Some organisations go further with structures that, while not strictly required by ISO/IEC 42001, support consistent and governable AI use. An approved AI register (or approved AI services list) works like an approved list of base images (e.g. approved Docker or Linux images): only listed models, APIs, or vendors are permitted for production use unless an exception is documented. That makes discovery and policy enforcement easier. Where prompts drive material decisions, a prompt registry can be required: a central place to store, version, and review prompts used in production so that changes are visible and auditable. A centralised LLM orchestration layer is another option: all LLM calls are routed through one gateway or proxy. That gives a single point for logging, policy enforcement, and visibility into which applications use which models; it also simplifies discovery because outbound model traffic is concentrated in one place. These practices are organisational choices that complement the AI system inventory and make governance more tractable at scale.
10. Why Continuous Discovery Matters
Enterprises will never have perfect, real-time visibility into every line of code or every API call. New integrations and features are added continuously; 50 lines of code can turn an application into an AI system at any time. So discovery cannot be a one-off. It should be periodic (e.g. quarterly or as part of architecture or risk cycles) and triggered by significant events (e.g. new vendor onboarding, major releases, or post-incident reviews). The aim is not perfection but a repeatable, risk-based process that keeps the inventory accurate enough to support risk management and compliance. Continuous discovery, combined with governance checkpoints and developer awareness, is what makes AI usage visible and governable over time.

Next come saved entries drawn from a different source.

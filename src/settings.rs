//! Game settings and tuning
//!
//! Persisted as JSON in the data directory, separate from high scores.

use std::fs;
use std::path::{Path, PathBuf};

use serde::{Deserialize, Serialize};

use crate::consts::{FRAME_INTERVAL_MS, MAX_MOVE_REWARD, MOVE_REWARD, PURSUER_MOVE_INTERVAL_MS};
use crate::error::GameError;
use crate::sim::Difficulty;
use crate::sim::state::DifficultyRepr;

/// Environment variable naming the data directory (defaults to cwd)
pub const DATA_DIR_ENV: &str = "GRID_CHASE_DATA_DIR";

/// Game settings/preferences
#[derive(Debug, Clone, PartialEq, Eq, Serialize, Deserialize)]
#[serde(default)]
pub struct Settings {
    /// Number of police (Easy 1, Medium 3, Hard 4)
    pub difficulty: Difficulty,

    // === Timing ===
    /// Police step interval
    pub pursuer_move_interval_ms: u64,
    /// Target loop iteration budget (~60 FPS)
    pub frame_interval_ms: u64,

    // === Scoring ===
    /// Points per successful step (1..=MAX_MOVE_REWARD)
    pub move_reward: u32,

    /// Fixed run seed (random per run when absent)
    pub seed: Option<u64>,
}

impl Default for Settings {
    fn default() -> Self {
        Self {
            difficulty: Difficulty::Easy,
            pursuer_move_interval_ms: PURSUER_MOVE_INTERVAL_MS,
            frame_interval_ms: FRAME_INTERVAL_MS,
            move_reward: MOVE_REWARD,
            seed: None,
        }
    }
}

impl Settings {
    /// Storage key (file stem inside the data directory)
    const STORAGE_KEY: &'static str = "grid_chase_settings";

    /// Data directory from the environment, falling back to cwd
    pub fn data_dir() -> PathBuf {
        std::env::var_os(DATA_DIR_ENV)
            .map(PathBuf::from)
            .unwrap_or_else(|| PathBuf::from("."))
    }

    pub fn path_in(dir: &Path) -> PathBuf {
        dir.join(format!("{}.json", Self::STORAGE_KEY))
    }

    /// Reject values that cannot drive a session
    pub fn validate(&self) -> Result<(), GameError> {
        if self.pursuer_move_interval_ms == 0 {
            return Err(GameError::InvalidSettings(
                "pursuer_move_interval_ms must be positive".to_string(),
            ));
        }
        if self.frame_interval_ms == 0 {
            return Err(GameError::InvalidSettings(
                "frame_interval_ms must be positive".to_string(),
            ));
        }
        if self.move_reward == 0 || self.move_reward > MAX_MOVE_REWARD {
            return Err(GameError::InvalidSettings(format!(
                "move_reward must be between 1 and {}, got {}",
                MAX_MOVE_REWARD, self.move_reward
            )));
        }
        Ok(())
    }

    /// Load settings from `dir`. A missing file yields defaults.
    ///
    /// An out-of-range difficulty surfaces as `InvalidDifficulty` rather
    /// than a generic JSON error.
    pub fn load_from(dir: &Path) -> Result<Self, GameError> {
        let path = Self::path_in(dir);
        let json = match fs::read_to_string(&path) {
            Ok(json) => json,
            Err(e) if e.kind() == std::io::ErrorKind::NotFound => {
                log::info!("No settings at {}, using defaults", path.display());
                return Ok(Self::default());
            }
            Err(e) => return Err(e.into()),
        };

        let mut value: serde_json::Value = serde_json::from_str(&json)?;
        let difficulty = match value.as_object_mut().and_then(|map| map.remove("difficulty")) {
            Some(raw) => Some(Difficulty::try_from(serde_json::from_value::<DifficultyRepr>(raw)?)?),
            None => None,
        };

        let mut settings: Settings = serde_json::from_value(value)?;
        if let Some(difficulty) = difficulty {
            settings.difficulty = difficulty;
        }
        settings.validate()?;
        log::info!("Loaded settings from {}", path.display());
        Ok(settings)
    }

    /// Save settings into `dir`
    pub fn save_to(&self, dir: &Path) -> Result<(), GameError> {
        fs::create_dir_all(dir)?;
        let json = serde_json::to_string_pretty(self)?;
        fs::write(Self::path_in(dir), json)?;
        log::info!("Settings saved");
        Ok(())
    }
}
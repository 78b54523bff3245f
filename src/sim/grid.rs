//! Tile grid geometry: positions, obstacle blocks and the level layout
//!
//! The battlefield is a `rows x cols` grid addressed by (row, col), 0-indexed
//! from the top-left. Obstacles are rectangular tile blocks fixed for the
//! whole session.

use std::collections::VecDeque;

use serde::{Deserialize, Serialize};

use crate::consts::{EXIT, GRID_COLS, GRID_ROWS, START};
use crate::error::GameError;

/// A tile coordinate. Signed so that off-grid candidates are representable.
#[derive(Debug, Clone, Copy, PartialEq, Eq, Hash, Serialize, Deserialize)]
pub struct Position {
    pub row: i32,
    pub col: i32,
}

impl Position {
    pub const fn new(row: i32, col: i32) -> Self {
        Self { row, col }
    }

    /// Position shifted by the given deltas (no bounds handling)
    #[inline]
    pub fn offset(self, d_row: i32, d_col: i32) -> Self {
        Self::new(self.row + d_row, self.col + d_col)
    }
}

/// Player input direction
#[derive(Debug, Clone, Copy, PartialEq, Eq, Serialize, Deserialize)]
pub enum Direction {
    Up,
    Down,
    Left,
    Right,
}

impl Direction {
    pub const ALL: [Direction; 4] = [
        Direction::Up,
        Direction::Down,
        Direction::Left,
        Direction::Right,
    ];

    /// Unit (d_row, d_col) delta. Up is toward row 0.
    pub fn delta(self) -> (i32, i32) {
        match self {
            Direction::Up => (-1, 0),
            Direction::Down => (1, 0),
            Direction::Left => (0, -1),
            Direction::Right => (0, 1),
        }
    }

    pub fn from_key(key: char) -> Option<Self> {
        match key.to_ascii_lowercase() {
            'w' => Some(Direction::Up),
            's' => Some(Direction::Down),
            'a' => Some(Direction::Left),
            'd' => Some(Direction::Right),
            _ => None,
        }
    }
}

/// Axis-aligned obstacle block covering `[row, row+height) x [col, col+width)`
#[derive(Debug, Clone, Copy, PartialEq, Eq, Serialize, Deserialize)]
pub struct TileRect {
    pub row: i32,
    pub col: i32,
    pub height: i32,
    pub width: i32,
}

impl TileRect {
    pub const fn new(row: i32, col: i32, height: i32, width: i32) -> Self {
        Self {
            row,
            col,
            height,
            width,
        }
    }

    /// Single-tile block
    pub const fn tile(row: i32, col: i32) -> Self {
        Self::new(row, col, 1, 1)
    }

    #[inline]
    pub fn contains(&self, p: Position) -> bool {
        p.row >= self.row
            && p.row < self.row + self.height
            && p.col >= self.col
            && p.col < self.col + self.width
    }
}

/// Rock layout of the prison yard: 13 single-tile blocks that break up the
/// direct routes from the bottom-left start to the top-right exit.
pub const REFERENCE_LAYOUT: [TileRect; 13] = [
    TileRect::tile(4, 0),
    TileRect::tile(5, 4),
    TileRect::tile(2, 6),
    TileRect::tile(5, 2),
    TileRect::tile(5, 7),
    TileRect::tile(7, 0),
    TileRect::tile(8, 4),
    TileRect::tile(0, 7),
    TileRect::tile(6, 2),
    TileRect::tile(1, 5),
    TileRect::tile(5, 3),
    TileRect::tile(6, 6),
    TileRect::tile(6, 8),
];

/// Static level data. Immutable once constructed.
#[derive(Debug, Clone, PartialEq, Eq, Serialize, Deserialize)]
pub struct GridModel {
    rows: i32,
    cols: i32,
    obstacles: Vec<TileRect>,
    start: Position,
    exit: Position,
}

impl Default for GridModel {
    fn default() -> Self {
        Self::reference()
    }
}

impl GridModel {
    /// Build and validate a layout.
    ///
    /// Fails if the grid is empty, start or exit lie off-grid or under a
    /// rock, start equals exit, or no 4-connected path joins them.
    pub fn new(
        rows: i32,
        cols: i32,
        obstacles: Vec<TileRect>,
        start: Position,
        exit: Position,
    ) -> Result<Self, GameError> {
        if rows <= 0 || cols <= 0 {
            return Err(GameError::InvalidLayout(format!(
                "grid must be non-empty, got {rows}x{cols}"
            )));
        }

        let grid = Self {
            rows,
            cols,
            obstacles,
            start,
            exit,
        };

        for (name, p) in [("start", start), ("exit", exit)] {
            if !grid.in_bounds(p) {
                return Err(GameError::InvalidLayout(format!(
                    "{name} {p:?} is outside the grid"
                )));
            }
            if grid.is_obstacle(p) {
                return Err(GameError::InvalidLayout(format!(
                    "{name} {p:?} is covered by an obstacle"
                )));
            }
        }
        if start == exit {
            return Err(GameError::InvalidLayout(
                "start and exit must differ".to_string(),
            ));
        }
        if !grid.has_path(start, exit) {
            return Err(GameError::InvalidLayout(
                "no traversable path from start to exit".to_string(),
            ));
        }

        Ok(grid)
    }

    /// The standard 10x10 prison yard
    pub fn reference() -> Self {
        Self {
            rows: GRID_ROWS,
            cols: GRID_COLS,
            obstacles: REFERENCE_LAYOUT.to_vec(),
            start: START,
            exit: EXIT,
        }
    }

    #[inline]
    pub fn rows(&self) -> i32 {
        self.rows
    }

    #[inline]
    pub fn cols(&self) -> i32 {
        self.cols
    }

    #[inline]
    pub fn start(&self) -> Position {
        self.start
    }

    #[inline]
    pub fn exit(&self) -> Position {
        self.exit
    }

    pub fn obstacles(&self) -> &[TileRect] {
        &self.obstacles
    }

    #[inline]
    pub fn in_bounds(&self, p: Position) -> bool {
        p.row >= 0 && p.row < self.rows && p.col >= 0 && p.col < self.cols
    }

    pub fn is_obstacle(&self, p: Position) -> bool {
        self.obstacles.iter().any(|rect| rect.contains(p))
    }

    /// All tiles in row-major order
    pub fn tiles(&self) -> impl Iterator<Item = Position> + '_ {
        (0..self.rows).flat_map(move |row| (0..self.cols).map(move |col| Position::new(row, col)))
    }

    /// Breadth-first reachability over free tiles
    fn has_path(&self, from: Position, to: Position) -> bool {
        let width = self.cols as usize;
        let index = |p: Position| p.row as usize * width + p.col as usize;

        let mut seen = vec![false; self.rows as usize * width];
        let mut queue = VecDeque::from([from]);
        seen[index(from)] = true;

        while let Some(p) = queue.pop_front() {
            if p == to {
                return true;
            }
            for dir in Direction::ALL {
                let (d_row, d_col) = dir.delta();
                let next = p.offset(d_row, d_col);
                if self.in_bounds(next) && !self.is_obstacle(next) && !seen[index(next)] {
                    seen[index(next)] = true;
                    queue.push_back(next);
                }
            }
        }
        false
    }
}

11. Conclusion: AI Governance Begins the Moment AI Influences System Behaviour
A deterministic application that gains a model call becomes an AI system under ISO/IEC 42001. The governance impact is large even when the code change is small. Identifying such systems is harder than traditional asset identification because 42001 requires knowing not only what systems exist but where AI is used inside them. Auditors validate that the organisation has a repeatable discovery process and a plausible inventory; implementers build that process by defining what counts as an AI system, establishing the inventory, introducing governance checkpoints and approval workflows, integrating AI review into architecture and change management, training developers, and applying technical discovery methods. Shadow AI is the consequence of weak governance and missing checkpoints; reducing it depends on making AI use visible and expected to be registered. ISO/IEC 42001 is not just about auditing AI systems; it is about building management processes that make AI usage visible and governable. AI governance begins the moment AI influences system behaviour, regardless of how many lines of code it took to get there.